(Dataset entries)
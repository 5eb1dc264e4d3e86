//! Context feature extraction for the contextual bandit.
//!
//! Layout (version 1, 16 dimensions):
//!
//! | index   | feature                                                     |
//! |---------|-------------------------------------------------------------|
//! | 0       | bias                                                        |
//! | 1       | complexity estimate in [0, 1]                               |
//! | 2..8    | file-type shares: rust, js/ts, python, go/java/c, docs, config |
//! | 8..13   | stack flags: frontend, backend/api, database, infra, ml/data |
//! | 13      | testing flag                                                |
//! | 14, 15  | sin and cos of the request's UTC time of day                |

use chrono::Timelike;
use std::f64::consts::TAU;

use crate::domain::models::TaskRequest;

pub const FEATURE_VERSION: u32 = 1;
pub const FEATURE_DIM: usize = 16;

const FILE_BUCKETS: [&[&str]; 6] = [
    &["rs"],
    &["js", "jsx", "ts", "tsx", "mjs", "cjs"],
    &["py", "pyi"],
    &["go", "java", "kt", "c", "h", "cc", "cpp", "hpp"],
    &["md", "rst", "txt", "adoc"],
    &["toml", "yaml", "yml", "json", "ini", "cfg", "env"],
];

const STACK_KEYWORDS: [&[&str]; 5] = [
    &["frontend", "react", "vue", "css", "html", "ui", "component", "tsx", "jsx"],
    &["api", "backend", "server", "endpoint", "rest", "grpc", "handler", "http"],
    &["database", "sql", "sqlite", "postgres", "query", "schema", "migration", "index"],
    &["docker", "kubernetes", "terraform", "deploy", "ci", "pipeline", "helm", "infra"],
    &["model", "training", "dataset", "pandas", "numpy", "tensor", "embedding", "ml"],
];

const TESTING_KEYWORDS: &[&str] = &["test", "tests", "testing", "coverage", "spec", "assert"];

const COMPLEX_KEYWORDS: &[&str] = &[
    "architecture",
    "redesign",
    "migrate",
    "migration",
    "distributed",
    "concurrency",
    "concurrent",
    "refactor",
    "security",
    "performance",
];

fn tokens(text: &str) -> Vec<String> {
    text.split(|c: char| !c.is_alphanumeric())
        .filter(|t| !t.is_empty())
        .map(str::to_lowercase)
        .collect()
}

fn extension(hint: &str) -> Option<String> {
    let file_name = hint.rsplit('/').next()?;
    let (_, ext) = file_name.rsplit_once('.')?;
    Some(ext.to_lowercase())
}

/// Rough complexity estimate in [0, 1] from description length, the number of
/// files involved and a few complexity-laden keywords.
pub fn estimate_complexity(description: &str, file_hints: &[String]) -> f64 {
    let words = tokens(description);
    let length_part = (words.len() as f64 / 100.0).min(0.5);
    let files_part = (file_hints.len() as f64 / 10.0).min(0.3);
    let keyword_part = if words.iter().any(|w| COMPLEX_KEYWORDS.contains(&w.as_str())) {
        0.2
    } else {
        0.0
    };
    (length_part + files_part + keyword_part).clamp(0.0, 1.0)
}

/// Deterministic feature vector for a request.
pub fn extract_features(request: &TaskRequest) -> Vec<f64> {
    let mut x = vec![0.0; FEATURE_DIM];
    x[0] = 1.0;
    x[1] = estimate_complexity(&request.task_description, &request.file_hints);

    if !request.file_hints.is_empty() {
        let share = 1.0 / request.file_hints.len() as f64;
        for hint in &request.file_hints {
            let Some(ext) = extension(hint) else {
                continue;
            };
            if let Some(bucket) = FILE_BUCKETS
                .iter()
                .position(|exts| exts.contains(&ext.as_str()))
            {
                x[2 + bucket] += share;
            }
        }
    }

    let mut words = tokens(&request.task_description);
    for hint in &request.file_hints {
        words.extend(tokens(hint));
    }
    for (i, keywords) in STACK_KEYWORDS.iter().enumerate() {
        if words.iter().any(|w| keywords.contains(&w.as_str())) {
            x[8 + i] = 1.0;
        }
    }
    if words.iter().any(|w| TESTING_KEYWORDS.contains(&w.as_str())) {
        x[13] = 1.0;
    }

    let seconds = f64::from(request.requested_at.num_seconds_from_midnight());
    let angle = TAU * seconds / 86_400.0;
    x[14] = angle.sin();
    x[15] = angle.cos();
    x
}

#[cfg(test)]
mod tests {
    use super::*;
    use chrono::{TimeZone, Utc};

    fn request(description: &str, hints: &[&str]) -> TaskRequest {
        TaskRequest::new("A", description)
            .with_file_hints(hints.iter().copied())
            .at(Utc.with_ymd_and_hms(2024, 5, 1, 6, 0, 0).unwrap())
    }

    #[test]
    fn test_vector_shape_and_bias() {
        let x = extract_features(&request("anything", &[]));
        assert_eq!(x.len(), FEATURE_DIM);
        assert_eq!(x[0], 1.0);
    }

    #[test]
    fn test_file_histogram_shares() {
        let x = extract_features(&request(
            "update",
            &["src/lib.rs", "src/main.rs", "README.md", "Makefile"],
        ));
        assert_eq!(x[2], 0.5);
        assert_eq!(x[6], 0.25);
        // Unknown extension contributes nothing.
        let histogram: f64 = x[2..8].iter().sum();
        assert!((histogram - 0.75).abs() < 1e-12);
    }

    #[test]
    fn test_stack_and_testing_flags() {
        let x = extract_features(&request(
            "add coverage for the sql query layer",
            &["tests/api.rs"],
        ));
        assert_eq!(x[9], 1.0, "backend flag from api hint");
        assert_eq!(x[10], 1.0, "database flag");
        assert_eq!(x[13], 1.0, "testing flag");
        assert_eq!(x[8], 0.0);
    }

    #[test]
    fn test_time_of_day_encoding() {
        // 06:00 UTC is a quarter of the day.
        let x = extract_features(&request("anything", &[]));
        assert!((x[14] - 1.0).abs() < 1e-12);
        assert!(x[15].abs() < 1e-12);
    }

    #[test]
    fn test_extraction_is_deterministic() {
        let req = request("refactor the concurrency model", &["src/a.rs"]);
        assert_eq!(extract_features(&req), extract_features(&req));
    }

    #[test]
    fn test_complexity_estimate_is_bounded() {
        let long = "word ".repeat(500) + "architecture";
        let hints: Vec<String> = (0..50).map(|i| format!("f{i}.rs")).collect();
        assert_eq!(estimate_complexity(&long, &hints), 1.0);
        assert_eq!(estimate_complexity("", &[]), 0.0);
    }
}
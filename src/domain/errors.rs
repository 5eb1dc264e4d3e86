//! Domain errors for the Metis learning engine.

use thiserror::Error;

/// Domain-level errors that can occur in the Metis system.
#[derive(Debug, Clone, Error)]
pub enum DomainError {
    #[error("No task type cleared the confidence floor (best: {best_label} at {confidence:.2})")]
    ClassificationAmbiguous { best_label: String, confidence: f64 },

    #[error("Unknown variant '{variant_id}' for agent '{agent_name}'")]
    UnknownVariant { agent_name: String, variant_id: String },

    #[error("Value store unavailable: {0}")]
    StoreUnavailable(String),

    #[error("Malformed outcome: {0}")]
    MalformedOutcome(String),

    #[error("Variant '{variant_id}' is {state} and cannot be selected")]
    QuarantineBreach { variant_id: String, state: String },

    #[error("Variant not found: {0}")]
    VariantNotFound(String),

    #[error("Invalid state transition from {from} to {to}: {reason}")]
    InvalidStateTransition { from: String, to: String, reason: String },

    #[error("Feature dimension mismatch: expected {expected}, got {actual}")]
    FeatureDimensionMismatch { expected: usize, actual: usize },

    #[error("Validation failed: {0}")]
    ValidationFailed(String),

    #[error("Database error: {0}")]
    DatabaseError(String),

    #[error("Serialization error: {0}")]
    SerializationError(String),
}

pub type DomainResult<T> = Result<T, DomainError>;

impl From<sqlx::Error> for DomainError {
    fn from(err: sqlx::Error) -> Self {
        DomainError::DatabaseError(err.to_string())
    }
}

impl From<serde_json::Error> for DomainError {
    fn from(err: serde_json::Error) -> Self {
        DomainError::SerializationError(err.to_string())
    }
}

#[cfg(test)]
mod tests {
    use super::*;

    #[test]
    fn test_error_messages_name_the_variant() {
        let err = DomainError::QuarantineBreach {
            variant_id: "opt".to_string(),
            state: "quarantined".to_string(),
        };
        assert_eq!(
            err.to_string(),
            "Variant 'opt' is quarantined and cannot be selected"
        );

        let err = DomainError::UnknownVariant {
            agent_name: "A".to_string(),
            variant_id: "ghost".to_string(),
        };
        assert!(err.to_string().contains("ghost"));
    }

    #[test]
    fn test_serde_error_maps_to_serialization() {
        let err: DomainError = serde_json::from_str::<u32>("nope").unwrap_err().into();
        assert!(matches!(err, DomainError::SerializationError(_)));
    }
}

**Aim of the exercise**
Looking at the data above, write out exactly the lines that start at the one containing "impl From<serde_json::Error> for" and end at the one containing "let err: DomainError"; include both and nothing beyond.

**Answer to the problem**
impl From<serde_json::Error> for DomainError {
    fn from(err: serde_json::Error) -> Self {
        DomainError::SerializationError(err.to_string())
    }
}

#[cfg(test)]
mod tests {
    use super::*;

    #[test]
    fn test_error_messages_name_the_variant() {
        let err = DomainError::QuarantineBreach {
            variant_id: "opt".to_string(),
            state: "quarantined".to_string(),
        };
        assert_eq!(
            err.to_string(),
            "Variant 'opt' is quarantined and cannot be selected"
        );

        let err = DomainError::UnknownVariant {
            agent_name: "A".to_string(),
            variant_id: "ghost".to_string(),
        };
        assert!(err.to_string().contains("ghost"));
    }

    #[test]
    fn test_serde_error_maps_to_serialization() {
        let err: DomainError = serde_json::from_str::<u32>("nope").unwrap_err().into();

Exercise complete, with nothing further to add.